Chris Bray
Sen. Chris Bray, D-Addison, speaks as the Senate Natural Resources Committee takes testimony at the Statehouse in Montpelier on Friday, April 12, 2019. Photo by Glenn Russell/VTDigger

Fifteen Vermont senators are sponsoring a proposed amendment to the state’s constitution that would give residents the right to “a clean environment.” 

Sen. Chris Bray, D-Addison, the chair of the Senate Natural Resources Committee and the lead sponsor of the amendment, said he is proposing the amendment to block the Trump administration’s drastic roll-back of environmental regulations in the past few years. 

President Donald Trump has restricted 95 environmental rules and regulations since he took office, according to The New York Times, including those governing air pollution and emissions, water pollution, and drilling and extraction.  

Bray said the amendment could serve as a “bulwark against many kinds of erosions” of Vermont’s environmental rules, which, in many cases, are stricter than federal regulations. 

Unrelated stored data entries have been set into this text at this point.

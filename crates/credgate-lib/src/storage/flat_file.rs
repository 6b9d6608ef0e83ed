// ============================
// credgate-lib/src/storage/flat_file.rs
// ============================
//! Flat-file account store: one JSON document per account plus create-new
//! index files for the unique columns.
use std::fs;
use std::io::ErrorKind;
use std::path::{Path, PathBuf};
use std::sync::Arc;
use std::time::{Duration, SystemTime};

use async_trait::async_trait;
use credgate_common::{Account, AccountId};
use sha2::{Digest, Sha256};
use tokio::fs as tokio_fs;
use tokio::io::AsyncWriteExt;
use tokio::sync::Mutex;
use tracing::warn;

use super::{AccountStore, StoreError, UniqueField};

const ACCOUNTS_DIR: &str = "accounts";
const USERNAME_INDEX: &str = "index/usernames";
const EMAIL_INDEX: &str = "index/emails";
const RESET_TOKEN_INDEX: &str = "index/reset-tokens";
const LOCKS_DIR: &str = "locks";

/// A record lock older than this was left behind by a crashed writer
const STALE_LOCK_AFTER: Duration = Duration::from_secs(30);
/// How long an update waits for another writer's record lock
const LOCK_WAIT: Duration = Duration::from_secs(5);
const LOCK_RETRY: Duration = Duration::from_millis(2);

/// Flat-file implementation of the `AccountStore` trait.
///
/// Uniqueness comes from the filesystem: an index file is created with
/// `create_new`, which succeeds for exactly one writer. `update` holds a
/// per-record lock file for the whole read-compare-replace, so the version
/// check is atomic across handles and processes sharing the directory.
#[derive(Debug, Clone)]
pub struct FlatFileStore {
    root: PathBuf,
    write_lock: Arc<Mutex<()>>,
}

impl FlatFileStore {
    pub fn new<P: AsRef<Path>>(root: P) -> anyhow::Result<Self> {
        let root = root.as_ref().to_path_buf();
        for dir in [ACCOUNTS_DIR, USERNAME_INDEX, EMAIL_INDEX, RESET_TOKEN_INDEX, LOCKS_DIR] {
            fs::create_dir_all(root.join(dir))?;
        }
        Ok(Self {
            root,
            write_lock: Arc::new(Mutex::new(())),
        })
    }

    fn account_path(&self, id: AccountId) -> PathBuf {
        self.root.join(ACCOUNTS_DIR).join(format!("{id}.json"))
    }

    // Index file names are a digest of the value: fixed length, filesystem safe,
    // and case-preserving even on case-insensitive filesystems.
    fn index_path(&self, index: &str, value: &str) -> PathBuf {
        let key = hex::encode(Sha256::digest(value.as_bytes()));
        self.root.join(index).join(key)
    }

    fn token_index_path(&self, token_hash: &str) -> PathBuf {
        self.index_path(RESET_TOKEN_INDEX, token_hash)
    }

    fn lock_path(&self, id: AccountId) -> PathBuf {
        self.root.join(LOCKS_DIR).join(format!("{id}.lock"))
    }

    /// Take the exclusive lock on one record, waiting up to `LOCK_WAIT`
    async fn lock_record(&self, id: AccountId) -> Result<RecordLock, StoreError> {
        let path = self.lock_path(id);
        let deadline = tokio::time::Instant::now() + LOCK_WAIT;
        loop {
            match tokio_fs::OpenOptions::new()
                .write(true)
                .create_new(true)
                .open(&path)
                .await
            {
                Ok(_) => return Ok(RecordLock { path }),
                Err(e) if e.kind() == ErrorKind::AlreadyExists => {
                    if self.clear_stale_lock(&path).await? {
                        continue;
                    }
                    if tokio::time::Instant::now() >= deadline {
                        return Err(StoreError::Unavailable(
                            "timed out waiting for record lock".to_string(),
                        ));
                    }
                    tokio::time::sleep(LOCK_RETRY).await;
                }
                Err(e) => return Err(e.into()),
            }
        }
    }

    /// Remove a lock abandoned by a crashed writer. Returns true when the
    /// caller should retry at once.
    async fn clear_stale_lock(&self, path: &Path) -> Result<bool, StoreError> {
        let modified = match tokio_fs::metadata(path).await {
            Ok(meta) => meta.modified()?,
            Err(e) if e.kind() == ErrorKind::NotFound => return Ok(true),
            Err(e) => return Err(e.into()),
        };
        let age = SystemTime::now()
            .duration_since(modified)
            .unwrap_or_default();
        if age < STALE_LOCK_AFTER {
            return Ok(false);
        }
        warn!(path = %path.display(), age_secs = age.as_secs(), "removing stale record lock");
        self.release(path).await?;
        Ok(true)
    }

    /// Create an index entry, failing if it already exists
    async fn claim(&self, path: &Path, id: AccountId) -> Result<bool, StoreError> {
        match tokio_fs::OpenOptions::new()
            .write(true)
            .create_new(true)
            .open(path)
            .await
        {
            Ok(mut file) => {
                file.write_all(id.to_string().as_bytes()).await?;
                file.flush().await?;
                Ok(true)
            }
            Err(e) if e.kind() == ErrorKind::AlreadyExists => Ok(false),
            Err(e) => Err(e.into()),
        }
    }

    /// Point an index entry at an account, overwriting any previous owner
    async fn write_index(&self, path: &Path, id: AccountId) -> Result<(), StoreError> {
        tokio_fs::write(path, id.to_string()).await?;
        Ok(())
    }

    async fn release(&self, path: &Path) -> Result<(), StoreError> {
        match tokio_fs::remove_file(path).await {
            Ok(()) => Ok(()),
            Err(e) if e.kind() == ErrorKind::NotFound => Ok(()),
            Err(e) => Err(e.into()),
        }
    }

    async fn read_index(&self, path: &Path) -> Result<Option<AccountId>, StoreError> {
        match tokio_fs::read_to_string(path).await {
            Ok(content) => match content.trim().parse::<AccountId>() {
                Ok(id) => Ok(Some(id)),
                Err(_) => {
                    warn!(path = %path.display(), "ignoring malformed index entry");
                    Ok(None)
                }
            },
            Err(e) if e.kind() == ErrorKind::NotFound => Ok(None),
            Err(e) => Err(e.into()),
        }
    }

    async fn read_account(&self, id: AccountId) -> Result<Option<Account>, StoreError> {
        match tokio_fs::read_to_string(self.account_path(id)).await {
            Ok(content) => Ok(Some(serde_json::from_str(&content)?)),
            Err(e) if e.kind() == ErrorKind::NotFound => Ok(None),
            Err(e) => Err(e.into()),
        }
    }

    /// Write the record to a temp file and rename it into place
    async fn write_account(&self, account: &Account) -> Result<(), StoreError> {
        let path = self.account_path(account.id);
        let tmp = path.with_extension("json.tmp");
        let json = serde_json::to_string_pretty(account)?;
        tokio_fs::write(&tmp, json).await?;
        tokio_fs::rename(&tmp, &path).await?;
        Ok(())
    }

    async fn lookup(
        &self,
        index_path: PathBuf,
        matches: impl Fn(&Account) -> bool + Send,
    ) -> Result<Option<Account>, StoreError> {
        let Some(id) = self.read_index(&index_path).await? else {
            return Ok(None);
        };
        // An index entry can outlive its record if an insert was interrupted
        Ok(self.read_account(id).await?.filter(|a| matches(a)))
    }
}

#[async_trait]
impl AccountStore for FlatFileStore {
    async fn insert(&self, mut account: Account) -> Result<Account, StoreError> {
        let _guard = self.write_lock.lock().await;

        let username_path = self.index_path(USERNAME_INDEX, &account.username);
        if !self.claim(&username_path, account.id).await? {
            return Err(StoreError::Duplicate(UniqueField::Username));
        }

        let email_path = self.index_path(EMAIL_INDEX, &account.email);
        if !self.claim(&email_path, account.id).await? {
            self.release(&username_path).await?;
            return Err(StoreError::Duplicate(UniqueField::Email));
        }

        account.version = 0;
        let token_path = account
            .reset_token
            .as_ref()
            .map(|t| self.token_index_path(&t.token_hash));
        let mut committed = match &token_path {
            Some(path) => self.write_index(path, account.id).await,
            None => Ok(()),
        };
        if committed.is_ok() {
            committed = self.write_account(&account).await;
        }
        if let Err(e) = committed {
            self.release(&username_path).await?;
            self.release(&email_path).await?;
            if let Some(path) = &token_path {
                self.release(path).await?;
            }
            return Err(e);
        }

        Ok(account)
    }

    async fn find_by_id(&self, id: AccountId) -> Result<Option<Account>, StoreError> {
        self.read_account(id).await
    }

    async fn find_by_username(&self, username: &str) -> Result<Option<Account>, StoreError> {
        self.lookup(self.index_path(USERNAME_INDEX, username), |a| a.username == username)
            .await
    }

    async fn find_by_email(&self, email: &str) -> Result<Option<Account>, StoreError> {
        self.lookup(self.index_path(EMAIL_INDEX, email), |a| a.email == email)
            .await
    }

    async fn find_by_reset_token(&self, token_hash: &str) -> Result<Option<Account>, StoreError> {
        self.lookup(self.token_index_path(token_hash), |a| {
            a.reset_token
                .as_ref()
                .is_some_and(|t| t.token_hash == token_hash)
        })
        .await
    }

    async fn update(&self, expected_version: u64, mut account: Account) -> Result<Account, StoreError> {
        let _guard = self.write_lock.lock().await;
        let _record = self.lock_record(account.id).await?;

        let stored = self
            .read_account(account.id)
            .await?
            .ok_or(StoreError::NotFound)?;
        if stored.version != expected_version {
            return Err(StoreError::Conflict);
        }

        if stored.username != account.username {
            let path = self.index_path(USERNAME_INDEX, &account.username);
            if !self.claim(&path, account.id).await? {
                return Err(StoreError::Duplicate(UniqueField::Username));
            }
            self.release(&self.index_path(USERNAME_INDEX, &stored.username)).await?;
        }
        if stored.email != account.email {
            let path = self.index_path(EMAIL_INDEX, &account.email);
            if !self.claim(&path, account.id).await? {
                return Err(StoreError::Duplicate(UniqueField::Email));
            }
            self.release(&self.index_path(EMAIL_INDEX, &stored.email)).await?;
        }

        // The new token index goes in before the record commits; a leftover
        // index entry is filtered out by `lookup`, a missing one is not.
        let old_hash = stored.reset_token.as_ref().map(|t| t.token_hash.clone());
        let new_hash = account.reset_token.as_ref().map(|t| t.token_hash.clone());
        let token_changed = old_hash != new_hash;
        if token_changed {
            if let Some(new) = &new_hash {
                self.write_index(&self.token_index_path(new), account.id).await?;
            }
        }

        account.version = expected_version + 1;
        self.write_account(&account).await?;

        if let (true, Some(old)) = (token_changed, &old_hash) {
            if let Err(e) = self.release(&self.token_index_path(old)).await {
                warn!(account_id = %account.id, error = %e, "could not drop old reset token index");
            }
        }

        Ok(account)
    }
}

/// Exclusive hold on one account record, visible to every process using the
/// same data directory. Released on drop, including when the update future
/// is cancelled by a timeout.
#[derive(Debug)]
struct RecordLock {
    path: PathBuf,
}

impl Drop for RecordLock {
    fn drop(&mut self) {
        if let Err(e) = fs::remove_file(&self.path) {
            if e.kind() != ErrorKind::NotFound {
                warn!(path = %self.path.display(), error = %e, "could not release record lock");
            }
        }
    }
}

“As the federal laws recede, this is a perfect time for us to pause, and say ‘Let’s affirm this in the most fundamental way we can,’ which is to express it in our Constitution,” Bray said. 

Bray said he doesn’t want to move forward with an amendment that is only symbolic in nature. In the coming weeks, his committee will take testimony on how the constitutional change could protect the state. 

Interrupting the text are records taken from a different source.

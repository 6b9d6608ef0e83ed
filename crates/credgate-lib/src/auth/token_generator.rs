// ============================
// crates/credgate-lib/src/auth/token_generator.rs
// ============================
//! Reset token generation and at-rest hashing.
//!
//! Raw tokens carry 256 bits of CSPRNG output. Only their SHA-256 is persisted.
use base64::{engine::general_purpose::URL_SAFE_NO_PAD, Engine as _};
use rand::RngCore;
use sha2::{Digest, Sha256};
use subtle::ConstantTimeEq;

const RESET_TOKEN_BYTES: usize = 32;

/// New raw reset token, URL-safe base64 without padding
pub fn generate_secure_token() -> String {
    generate_secure_token_with_size(RESET_TOKEN_BYTES)
}

/** Random token of `bytes` CSPRNG bytes
# Arguments
* `bytes` - entropy in bytes, before encoding */
pub fn generate_secure_token_with_size(bytes: usize) -> String {
    let mut raw = vec![0u8; bytes];
    rand::rng().fill_bytes(&mut raw);
    URL_SAFE_NO_PAD.encode(raw)
}

/// One-way hash of a raw token, hex encoded. This is what gets persisted.
pub fn hash_token(raw: &str) -> String {
    let mut hasher = Sha256::new();
    hasher.update(raw.as_bytes());
    hex::encode(hasher.finalize())
}

/// Constant-time comparison of two token hashes
pub fn token_hashes_match(a: &str, b: &str) -> bool {
    bool::from(a.as_bytes().ct_eq(b.as_bytes()))
}
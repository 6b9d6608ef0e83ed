// ============================
// credgate-lib/src/notifier.rs
// ============================
//! Out-of-band delivery of raw reset tokens.
use std::sync::Arc;

use async_trait::async_trait;
use parking_lot::Mutex;

/// Hands a raw reset token to the account owner, e.g. by email. The core
/// never stores the raw token; this is the only place it leaves.
#[async_trait]
pub trait ResetNotifier: Send + Sync {
    async fn deliver(&self, email: &str, raw_token: &str) -> anyhow::Result<()>;
}

/// A delivered message
#[derive(Debug, Clone, PartialEq, Eq)]
pub struct Delivery {
    pub email: String,
    pub token: String,
}

/// Notifier that keeps deliveries in memory. Clones share the same outbox.
#[derive(Debug, Clone, Default)]
pub struct MemoryOutbox {
    sent: Arc<Mutex<Vec<Delivery>>>,
}

impl MemoryOutbox {
    pub fn new() -> Self {
        Self::default()
    }

    /// Everything delivered so far, oldest first
    pub fn deliveries(&self) -> Vec<Delivery> {
        self.sent.lock().clone()
    }

    /// Most recent token delivered to an address
    pub fn last_token_for(&self, email: &str) -> Option<String> {
        self.sent
            .lock()
            .iter()
            .rev()
            .find(|d| d.email == email)
            .map(|d| d.token.clone())
    }
}

#[async_trait]
impl ResetNotifier for MemoryOutbox {
    async fn deliver(&self, email: &str, raw_token: &str) -> anyhow::Result<()> {
        self.sent.lock().push(Delivery {
            email: email.to_string(),
            token: raw_token.to_string(),
        });
        Ok(())
    }
}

He believes it would help shield the state’s environmental rules from future court challenges seeking to weaken them. 

“If someone challenges a rule there will be a legal foundation to point to to say ‘Look we have already made explicit and guaranteed to each other the right to clean air and clean water,’” he said.   

Two states, Pennsylvania and Montana, have constitutional amendments designed to explicitly protect environmental rights. 

As of last year, 13 other states were considering similar “Green Amendments,” according to the environmental publication Grist

James Ehlers, an environmental advocate and former Democratic candidate for governor, has been pushing for the constitutional changes for four years, and said ongoing water and air pollution in the state demonstrate that added protection is needed.

“Nobody has a right to poison one another and we’re looking forward to that being assured right up there with your right to private property,” Ehlers said.

Sen. President Pro Tem Tim Ashe, D/P Chittenden, expressed skepticism about the amendment, pointing to Pennsylvia, which adopted a similar amendment in the 1970s, but has still seen environmental damage from the fracking industry. 

“Pennsylvania, I believe, is the state that’s often pointed to and their fracking process leaves one to wonder what the impact of that constitutional language has given, since many people there do not have clean air or clean water,” he said.  

Ashe said he was still open to considering the amendment. 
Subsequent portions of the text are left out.